The CTC Act thus plays an essential role in the outcome of this case. As
for the third branch of the ITO test, it is also satisfied since there
is no dispute in this case that the CTC Act is valid federal law.
As all
three branches of the ITO test are met in this case, the Federal Court
has jurisdiction to hear the Company’s application. It remains for the Federal
Court to decide whether it should exercise its jurisdiction to hear the
Company’s application, or decline to do so in favour of the Superior Court of
Justice. In deciding whether to exercise its jurisdiction, the Federal Court
should consider whether the Company has an adequate and effective recourse in a
forum in which litigation is already taking place, expeditiousness, and the
economical use of judicial resources. In the present circumstances, there may
be good reason for the Federal Court to decline to hear the Company’s application.
Per
Abella J. (dissenting): The appeal should be dismissed in part and a stay
of the Federal Court proceedings should be entered. This Court’s test in ITO—International Terminal Operators Ltd. v. Miida Electronics Inc., [1986] 1 S.C.R. 752, has been met. However, notwithstanding that
the Federal Court has concurrent jurisdiction with the Ontario Superior Court
of Justice, it should not exercise it in this case. Both the Canadian Transit Company
and the City appealed orders of the Property Standards Committee to the Ontario
Superior Court. Rather than wait for the outcome of the appeals before the
Superior Court, the Company sought to activate the Federal Court’s
intervention.
It
cannot be seriously contested that the issues raised by the Company in its
Federal Court application can be resolved in the context of the parties’

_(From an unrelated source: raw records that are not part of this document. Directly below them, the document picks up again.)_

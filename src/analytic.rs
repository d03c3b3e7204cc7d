use num_traits::Float;
use crate::Chain;

//

/// Closed-form catenary through the endpoints of a chain
///
/// The curve `y(x) = c + a*cosh((x - x0)/a)` fitted so that it passes
/// both endpoints of a [`Chain`] with the chain's arc length.
/// Serves as the reference the discretized solutions can be compared to.
#[derive(Debug, Clone, Copy)]
pub struct ClosedForm<F: Float>
{
    a: F,
    x0: F,
    c: F,
}

impl<F: Float> ClosedForm<F>
{
    /// Fits the curve to a chain.
    ///
    /// Returns the [`ClosedForm`] instance, or `None` when no cosh form
    /// exists: vertical chains (equal endpoint x) and taut chains
    /// (length equal to the endpoint distance) have none.
    /// * `chain` is the validated problem instance.
    pub fn fit(chain: &Chain<F>) -> Option<Self>
    {
        let f1 = F::one();
        let f2 = f1 + f1;

        let ((x1, y1), (x2, y2)) = if chain.begin().0 <= chain.end().0 {
            (chain.begin(), chain.end())
        }
        else {
            (chain.end(), chain.begin())
        };

        let dx = x2 - x1;
        let dy = y2 - y1;
        let length = chain.length();

        if dx <= F::zero() {
            return None;
        }

        // the half-angle t satisfies sinh(t)/t = sqrt(L^2 - dy^2)/dx,
        // which has a positive root only for a slack chain
        let ratio = (length * length - dy * dy).sqrt() / dx;
        if !(ratio > f1) {
            return None;
        }

        let mut lo = F::zero();
        let mut hi = f1;
        while hi.sinh() / hi < ratio {
            hi = hi + hi;
        }

        for _ in 0.. 200 {
            let mid = (lo + hi) / f2;
            if mid.sinh() / mid < ratio {
                lo = mid;
            }
            else {
                hi = mid;
            }

            if hi - lo <= hi * F::epsilon() {
                break;
            }
        }

        let t = (lo + hi) / f2;
        let a = dx / (f2 * t);

        // vertex offset from the endpoint midpoint
        let sb = (dy / (f2 * a * t.sinh())).asinh();
        let x0 = (x1 + x2) / f2 - a * sb;
        let c = y1 - a * ((x1 - x0) / a).cosh();

        Some(ClosedForm {
            a,
            x0,
            c,
        })
    }

    /// Curve height at `x`.
    pub fn y(&self, x: F) -> F
    {
        self.c + self.a * ((x - self.x0) / self.a).cosh()
    }

    /// Curvature parameter `a`.
    pub fn a(&self) -> F
    {
        self.a
    }

    /// Lowest point of the curve.
    pub fn vertex(&self) -> (F, F)
    {
        (self.x0, self.c + self.a)
    }

    /// Arc length along the curve between two x positions.
    pub fn arclen(&self, x_lo: F, x_hi: F) -> F
    {
        self.a * (((x_hi - self.x0) / self.a).sinh() - ((x_lo - self.x0) / self.a).sinh())
    }
}

//

#[test]
fn test_closed_form1()
{
    use float_eq::assert_float_eq;

    let chain = Chain::new((0., 0.), (1., 0.), 51, 2.).unwrap();
    let cf = ClosedForm::fit(&chain).unwrap();

    // passes both endpoints with the requested arc length
    assert_float_eq!(cf.y(0.), 0., abs <= 1e-9);
    assert_float_eq!(cf.y(1.), 0., abs <= 1e-9);
    assert_float_eq!(cf.arclen(0., 1.), 2., abs <= 1e-9);

    // symmetric case sags at the middle
    let (vx, vy) = cf.vertex();
    assert_float_eq!(vx, 0.5, abs <= 1e-9);
    assert_float_eq!(vy, -0.7964, abs <= 1e-3);
}

#[test]
fn test_closed_form2()
{
    use float_eq::assert_float_eq;

    let chain = Chain::new((1., 0.5), (-1., 0.), 11, 3.).unwrap();
    let cf = ClosedForm::fit(&chain).unwrap();

    assert_float_eq!(cf.y(1.), 0.5, abs <= 1e-9);
    assert_float_eq!(cf.y(-1.), 0., abs <= 1e-9);
    assert_float_eq!(cf.arclen(-1., 1.), 3., abs <= 1e-9);
}

#[test]
fn test_closed_form_none()
{
    // vertical chain
    let chain = Chain::new((0., 0.), (0., -0.5), 11, 1.).unwrap();
    assert!(ClosedForm::fit(&chain).is_none());

    // taut chain
    let chain = Chain::new((0., 0.), (1., 0.), 11, 1.).unwrap();
    assert!(ClosedForm::fit(&chain).is_none());
}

ongoing litigation before the Superior Court. The result of the Company
diverting the course of the proceedings into a jurisdictional side‑show
is obvious — additional expense and delay in aid of nothing except avoiding a
determination of the merits for as long as possible. To date, that
jurisdictional diversion has cost the public a delay of three years. There is
no basis for further delaying the Superior Court proceedings. In the words of
the Federal Court’s rules, it is neither “just” nor “expeditious” for it to
weigh in on these proceedings, needlessly complicating and extending them. Remitting
the matter to the Federal Court to reach the irresistible conclusion that a
stay is warranted adds needlessly to the expense and delay.
Cases Cited
By Karakatsanis J.
Applied:
ITO—International Terminal Operators Ltd. v.
Miida Electronics Inc., [1986] 1 S.C.R. 752; Quebec
North Shore Paper Co. v. Canadian Pacific Ltd., [1977] 2 S.C.R. 1054; distinguished:
Strickland v. Canada (Attorney General), 2015 SCC 37, [2015] 2 S.C.R.

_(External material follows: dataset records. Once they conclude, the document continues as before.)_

use std::prelude::v1::*;
use core::fmt::{Debug, LowerExp};
use num_traits::{Zero, One};
use totsu::{MatBuild, ProbSOCP};
use totsu_core::solver::Solver;
use totsu_core::{LinAlgEx, MatType};
use crate::{Chain, CatenaryError, diff_mat};

//

/// Discretized catenary as a second-order cone program.
///
/// <script src="https://polyfill.io/v3/polyfill.min.js?features=es6"></script>
/// <script id="MathJax-script" async src="https://cdn.jsdelivr.net/npm/mathjax@3/es5/tex-svg.js"></script>
///
/// Returns a [`ProbSOCP`] instance representing
/// \\[
/// \begin{array}{ll}
/// {\rm minimize} & \sum_i y_i \\\\
/// {\rm subject \ to} & (x_{k+1} - x_k)^2 + (y_{k+1} - y_k)^2 \le h^2 \quad (k = 0, \ldots, N - 2) \\\\
/// & x_0 = {\rm begin}_x, \quad x_{N-1} = {\rm end}_x, \quad y_0 = {\rm begin}_y, \quad y_{N-1} = {\rm end}_y,
/// \end{array}
/// \\]
/// where
/// - variables \\( x, y \in \mathbb{R}^N \\), stacked as \\( z = [x; y] \in \mathbb{R}^{2N} \\)
/// - \\( h = L / (N - 1) \\) is the segment length budget of [`Chain::seg`].
///
/// In standard form the objective is \\( f = [0_N; 1_N] \\),
/// each segment bound becomes the second-order cone constraint
/// \\( \\| G_k z \\|_2 \le h \\) with \\( G_k \in \mathbb{R}^{2 \times 2N} \\)
/// carrying row \\(k\\) of the difference operator [`diff_mat`] against
/// the \\(x\\)-block and the \\(y\\)-block,
/// and the boundary equalities form \\( A z = b \\) with four selector rows.
/// The norm bound relaxes the fixed segment length;
/// gravity keeps every slack segment taut.
pub fn make_socp<L: LinAlgEx>(chain: &Chain<L::F>) -> ProbSOCP<L>
{
    let f0 = L::F::zero();
    let f1 = L::F::one();

    let n = chain.nodes();
    let m = n - 1; // segments
    let nv = n * 2; // x,y stacked
    let p = 4; // boundary equalities

    let vec_f = MatBuild::new(MatType::General(nv, 1))
                .by_fn(|r, _| if r < n {f0} else {f1});

    let mat_d = diff_mat::<L>(n);

    let mut mats_g = vec![MatBuild::new(MatType::General(2, nv)); m];
    for k in 0.. m {
        mats_g[k][(0, k)] = mat_d[(k, k)];
        mats_g[k][(0, k + 1)] = mat_d[(k, k + 1)];
        mats_g[k][(1, n + k)] = mat_d[(k, k)];
        mats_g[k][(1, n + k + 1)] = mat_d[(k, k + 1)];
    }

    let vecs_h = vec![MatBuild::new(MatType::General(2, 1)); m];

    let vecs_c = vec![MatBuild::new(MatType::General(nv, 1)); m];

    let scls_d = vec![chain.seg(); m];

    let mut mat_a = MatBuild::new(MatType::General(p, nv));
    mat_a[(0, 0)] = f1;
    mat_a[(1, n - 1)] = f1;
    mat_a[(2, n)] = f1;
    mat_a[(3, nv - 1)] = f1;

    let vec_b = MatBuild::new(MatType::General(p, 1))
                .iter_colmaj(&[
                    chain.begin().0, chain.end().0,
                    chain.begin().1, chain.end().1,
                ]);

    log::debug!("catenary SOCP: {} nodes, {} segment cones", n, m);

    ProbSOCP::new(vec_f, mats_g, vecs_h, vecs_c, scls_d, mat_a, vec_b)
}

//

/// Formulates and solves the hanging chain described by `chain`.
///
/// Returns the solved node coordinate sequences `(x, y)`,
/// each of length [`Chain::nodes`].
/// A solver failure is wrapped as [`CatenaryError::Solver`] and propagated
/// as-is: no retry, no fallback values.
/// The discrete solution is not guaranteed to converge to the continuous
/// catenary as the node count grows; see the crate documentation.
/// * `solver` is consumed by the solve;
///   adjust [`totsu_core::solver::SolverParam`] via [`Solver::par`] beforehand.
/// * `chain` is the validated problem instance.
pub fn solve_catenary<L: LinAlgEx>(solver: Solver<L>, chain: &Chain<L::F>) -> Result<(Vec<L::F>, Vec<L::F>), CatenaryError>
where L::F: Debug + LowerExp
{
    let n = chain.nodes();

    log::info!("solving catenary: {} nodes", n);

    let mut socp = make_socp(chain);
    let rslt = solver.solve(socp.problem())?;

    let (node_x, node_y) = rslt.0.split_at(n);
    Ok((node_x.to_vec(), node_y.to_vec()))
}
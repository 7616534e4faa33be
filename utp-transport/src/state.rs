//! Connection lifecycle state machine.
//!
//! Pure bookkeeping; the endpoint decides what each transition triggers.
//!
//! ```text
//!  CONNECTING ──CONNECT/WRITABLE──▶ ESTABLISHED ──DESTROYING──▶ DESTROYED
//!       │                              │   ▲
//!       │                              │   └── WRITABLE (restores writability)
//!       └──────────DESTROYING──────────┼──────────────────────▶ DESTROYED
//!                                      │
//!             flags, independent of the phase:
//!               eof_received  (peer finished sending)
//!               closing       (local close requested; writes rejected)
//!               close_sent    (engine close actually issued)
//! ```
//!
//! Invalid transitions come back as `Err(reason)` so the caller can report a
//! protocol violation.

use crate::error::Error;

#[derive(Debug, Clone, Copy, PartialEq, Eq)]
pub enum Phase {
    Connecting,
    Established,
    Destroyed,
}

impl std::fmt::Display for Phase {
    fn fmt(&self, f: &mut std::fmt::Formatter<'_>) -> std::fmt::Result {
        write!(f, "{self:?}")
    }
}

#[derive(Debug)]
pub struct Lifecycle {
    phase: Phase,
    /// The engine accepts writes right now.
    pub writable: bool,
    pub eof_received: bool,
    pub closing: bool,
    pub close_sent: bool,
    /// First recorded error; handed to `connection_lost`.
    error: Option<Error>,
}

impl Lifecycle {
    /// Outbound connection, waiting for CONNECT.
    pub fn connecting() -> Self {
        Self {
            phase: Phase::Connecting,
            writable: false,
            eof_received: false,
            closing: false,
            close_sent: false,
            error: None,
        }
    }

    /// Inbound connection; usable as soon as it is accepted.
    pub fn accepted() -> Self {
        Self {
            phase: Phase::Established,
            writable: true,
            ..Self::connecting()
        }
    }

    pub fn phase(&self) -> Phase {
        self.phase
    }

    pub fn is_destroyed(&self) -> bool {
        self.phase == Phase::Destroyed
    }

    /// CONNECT or WRITABLE.  Returns `Ok(true)` on the transition into
    /// ESTABLISHED, `Ok(false)` when only writability was restored.
    pub fn on_writable(&mut self) -> Result<bool, String> {
        match self.phase {
            Phase::Destroyed => Err("CONNECT/WRITABLE after DESTROYING".into()),
            Phase::Connecting => {
                self.phase = Phase::Established;
                self.writable = true;
                Ok(true)
            }
            Phase::Established => {
                self.writable = true;
                Ok(false)
            }
        }
    }

    /// EOF.  Returns `Ok(true)` the first time only.
    pub fn on_eof(&mut self) -> Result<bool, String> {
        if self.is_destroyed() {
            return Err("EOF after DESTROYING".into());
        }
        let first = !self.eof_received;
        self.eof_received = true;
        Ok(first)
    }

    pub fn on_destroying(&mut self) -> Result<(), String> {
        if self.is_destroyed() {
            return Err("duplicate DESTROYING".into());
        }
        self.phase = Phase::Destroyed;
        self.writable = false;
        Ok(())
    }

    /// Record `error` unless one is already recorded.  Returns whether it was.
    pub fn record_error(&mut self, error: Error) -> bool {
        if self.error.is_some() {
            return false;
        }
        self.error = Some(error);
        true
    }

    pub fn take_error(&mut self) -> Option<Error> {
        self.error.take()
    }

    /// Why a new write must be refused, if it must.
    pub fn check_writable(&self) -> Result<(), Error> {
        if self.is_destroyed() {
            Err(Error::Closed)
        } else if self.closing {
            Err(Error::Closing)
        } else {
            Ok(())
        }
    }
}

713; referred to: Hodgson v. Ermineskin Indian Band (2000), 180
F.T.R. 285; JP Morgan Asset Management (Canada) Inc. v. Canada (National
Revenue), 2013 FCA 250, [2014] 2 F.C.R. 557; Sifto Canada Corp. v.
Minister of National Revenue, 2014 FCA 140, 461 N.R. 184; Domtar Inc. v.

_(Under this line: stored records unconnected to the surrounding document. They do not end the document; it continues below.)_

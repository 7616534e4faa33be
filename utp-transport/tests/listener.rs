//! Accept gate and two-phase listener shutdown against a scripted engine.

mod common;

use std::net::SocketAddr;
use std::time::Duration;

use common::*;
use tokio::sync::mpsc;
use tokio::time::timeout;
use utp_transport::{
    AcceptAll, ChannelProtocol, Connection, Error, Event, Listener, Protocol, SinglePeer,
    SocketHandle,
};

#[tokio::test]
async fn accept_and_data_in_one_datagram() {
    init_logging();
    let driver = Driver::new().await;
    let (listener, _script, mut accepted) = listen_scripted(config(), AcceptAll).await;

    driver
        .send(listener.local_addr(), "accept 7; data 7 hello; eof 7")
        .await;

    let (conn, mut events) = next_accepted(&mut accepted).await;
    assert_eq!(conn.handle(), SocketHandle(7));
    assert_eq!(conn.peer_addr(), driver.addr());
    assert_eq!(conn.local_addr(), listener.local_addr());

    assert!(matches!(next_event(&mut events).await, Event::Established));
    assert!(matches!(next_event(&mut events).await, Event::Data(d) if d == b"hello"));
    assert!(matches!(next_event(&mut events).await, Event::Eof));
    assert!(matches!(next_event(&mut events).await, Event::Lost(None)));
}

#[tokio::test]
async fn accepted_connection_is_writable_immediately() {
    init_logging();
    let driver = Driver::new().await;
    let (listener, script, mut accepted) = listen_scripted(config(), AcceptAll).await;

    driver.send(listener.local_addr(), "accept 4").await;
    let (conn, mut events) = next_accepted(&mut accepted).await;
    assert!(matches!(next_event(&mut events).await, Event::Established));

    conn.write(b"greeting").await.expect("write");
    assert_eq!(script.lock().written(SocketHandle(4)), b"greeting");
}

#[tokio::test]
async fn single_peer_policy_rejects_second_attempt() {
    init_logging();
    let driver = Driver::new().await;
    let (listener, script, mut accepted) = listen_scripted(config(), SinglePeer).await;

    driver.send(listener.local_addr(), "accept 1; accept 2").await;

    let (conn, _events) = next_accepted(&mut accepted).await;
    assert_eq!(conn.handle(), SocketHandle(1));
    eventually("rejection", || script.lock().rejected() == 1).await;
    assert!(accepted.try_recv().is_err());
}

#[tokio::test]
async fn policy_sees_the_peer_address() {
    init_logging();
    let driver = Driver::new().await;
    let expected = driver.addr();
    let (listener, script, mut accepted) =
        listen_scripted(config(), move |peer: SocketAddr, _active: usize| peer == expected).await;

    let stranger = Driver::new().await;
    stranger.send(listener.local_addr(), "accept 1").await;
    eventually("stranger rejected", || script.lock().rejected() == 1).await;

    driver.send(listener.local_addr(), "accept 2").await;
    let (conn, _events) = next_accepted(&mut accepted).await;
    assert_eq!(conn.peer_addr(), expected);
}

#[tokio::test]
async fn close_waits_for_every_connection() {
    init_logging();
    let driver = Driver::new().await;
    let (listener, script, mut accepted) = listen_scripted(config(), AcceptAll).await;
    script.lock().destroy_on_close = false;

    driver.send(listener.local_addr(), "accept 1; accept 2").await;
    let (first, mut first_events) = next_accepted(&mut accepted).await;
    let (_second, mut second_events) = next_accepted(&mut accepted).await;
    assert!(matches!(next_event(&mut first_events).await, Event::Established));
    assert!(matches!(next_event(&mut second_events).await, Event::Established));

    listener.close();
    eventually("both closed", || {
        let shared = script.lock();
        shared.count(&Call::Close(SocketHandle(1))) == 1
            && shared.count(&Call::Close(SocketHandle(2))) == 1
    })
    .await;
    assert!(
        timeout(Duration::from_millis(100), listener.wait_closed())
            .await
            .is_err(),
        "connections are still draining"
    );

    driver.send(listener.local_addr(), "accept 3").await;
    eventually("late attempt rejected", || script.lock().rejected() == 1).await;

    driver.send(listener.local_addr(), "destroy 1").await;
    assert!(matches!(next_event(&mut first_events).await, Event::Lost(None)));
    first.wait_closed().await.expect("first closed");
    assert!(
        timeout(Duration::from_millis(100), listener.wait_closed())
            .await
            .is_err(),
        "second connection is still draining"
    );

    driver.send(listener.local_addr(), "destroy 2").await;
    assert!(matches!(next_event(&mut second_events).await, Event::Lost(None)));
    timeout(WAIT, listener.wait_closed())
        .await
        .expect("listener finished")
        .expect("clean shutdown");
    eventually("engine destroyed", || script.lock().count(&Call::Destroy) == 1).await;
}

#[tokio::test]
async fn close_is_idempotent_and_empty_listener_finishes() {
    init_logging();
    let (listener, script, _accepted) = listen_scripted(config(), AcceptAll).await;

    listener.close();
    listener.close();
    timeout(WAIT, listener.wait_closed())
        .await
        .expect("listener finished")
        .expect("clean shutdown");
    eventually("engine destroyed", || script.lock().count(&Call::Destroy) == 1).await;
}

#[tokio::test]
async fn dropping_the_listener_closes_it() {
    init_logging();
    let (listener, script, _accepted) = listen_scripted(config(), AcceptAll).await;
    drop(listener);
    eventually("engine destroyed", || script.lock().count(&Call::Destroy) == 1).await;
}

#[tokio::test]
async fn connection_closed_by_application_leaves_listener_open() {
    init_logging();
    let driver = Driver::new().await;
    let (listener, script, mut accepted) = listen_scripted(config(), SinglePeer).await;

    driver.send(listener.local_addr(), "accept 1").await;
    let (conn, mut events) = next_accepted(&mut accepted).await;
    assert!(matches!(next_event(&mut events).await, Event::Established));
    conn.close();
    assert!(matches!(next_event(&mut events).await, Event::Lost(None)));

    // The slot is free again for the single-peer gate.
    driver.send(listener.local_addr(), "accept 2").await;
    let (next, _events) = next_accepted(&mut accepted).await;
    assert_eq!(next.handle(), SocketHandle(2));
    assert_eq!(script.lock().rejected(), 0);
}

#[tokio::test]
async fn factory_runs_outside_engine_calls() {
    init_logging();
    let driver = Driver::new().await;
    let (engine, script) = ScriptEngine::new();
    let observed = script.clone();
    let (tx, mut built) = mpsc::unbounded_channel();
    let listener = Listener::bind_with_engine(
        config(),
        engine,
        AcceptAll,
        move |conn: &Connection| -> Box<dyn Protocol> {
            let _ = tx.send((conn.handle(), observed.lock().in_engine));
            Box::new(ChannelProtocol::new().0)
        },
    )
    .await
    .expect("bind");

    driver.send(listener.local_addr(), "accept 5; data 5 early").await;
    let (handle, inside) = timeout(WAIT, built.recv())
        .await
        .expect("factory called")
        .expect("listener alive");
    assert_eq!(handle, SocketHandle(5));
    assert!(!inside, "factory ran inside process_datagram");
}

#[tokio::test]
async fn socket_failure_loses_every_connection() {
    init_logging();
    let driver = Driver::new().await;
    let (listener, script, mut accepted) = listen_scripted(config(), AcceptAll).await;

    driver.send(listener.local_addr(), "accept 1; accept 2").await;
    let (first, mut first_events) = next_accepted(&mut accepted).await;
    let (second, mut second_events) = next_accepted(&mut accepted).await;
    assert!(matches!(next_event(&mut first_events).await, Event::Established));
    assert!(matches!(next_event(&mut second_events).await, Event::Established));

    driver.send(listener.local_addr(), "broadcast 1").await;
    for events in [&mut first_events, &mut second_events] {
        assert!(matches!(
            next_event(events).await,
            Event::Lost(Some(Error::Socket(_)))
        ));
    }
    assert!(matches!(first.wait_closed().await, Err(Error::Socket(_))));
    assert!(matches!(second.wait_closed().await, Err(Error::Socket(_))));
    assert!(matches!(
        timeout(WAIT, listener.wait_closed())
            .await
            .expect("listener finished"),
        Err(Error::Socket(_))
    ));
    eventually("engine destroyed", || script.lock().count(&Call::Destroy) == 1).await;
}

#[tokio::test]
async fn closing_listener_flushes_final_datagrams() {
    init_logging();
    let driver = Driver::new().await;
    let (listener, script, mut accepted) = listen_scripted(config(), AcceptAll).await;
    script.lock().farewell = Some(driver.addr());

    driver.send(listener.local_addr(), "accept 3").await;
    let (_conn, mut events) = next_accepted(&mut accepted).await;
    assert!(matches!(next_event(&mut events).await, Event::Established));

    listener.close();
    assert!(matches!(next_event(&mut events).await, Event::Lost(None)));
    assert_eq!(driver.recv().await, "bye 3");
    timeout(WAIT, listener.wait_closed())
        .await
        .expect("listener finished")
        .expect("clean shutdown");
}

Canada (Attorney General), 2009 FCA 218, 392 N.R. 200; Roitman v. Canada,
2006 FCA 266, 353 N.R. 75; Canadian Pacific Railway v. R., 2013 FC 161,
[2014] 1 C.T.C. 223; Verdicchio v. R., 2010 FC 117, [2010] 3 C.T.C. 80; R.
v. Thomas Fuller Construction Co. (1958) Ltd., [1980] 1 S.C.R. 695; Consolidated
Distilleries, Ltd. v. The King, [1933] A.C. 508; Attorney General of Canada
v. Law Society of British Columbia, [1982] 2 S.C.R. 307; Québec
Téléphone v. Bell Telephone Co. of Canada, [1972] S.C.R. 182; Ontario v.
Criminal Lawyers’ Association of Ontario, 2013 SCC 43, [2013] 3 S.C.R. 3; MacMillan
Bloedel Ltd. v. Simpson, [1995] 4 S.C.R. 725; R. v. Cunningham, 2010
SCC 10, [2010] 1 S.C.R. 331; Commonwealth of Puerto Rico v. Hernandez,
[1975] 1 S.C.R. 228; Roberts v. Canada, [1989] 1 S.C.R. 322; Norrail
Transport Inc. v. Canadian Pacific Ltd. (1998), 154 F.T.R. 161; Prudential
Assurance Co. v. Canada, [1993] 2 F.C. 293; Bensol Customs Brokers Ltd.
v. Air Canada, [1979] 2 F.C. 575; Northern Telecom Canada Ltd. v.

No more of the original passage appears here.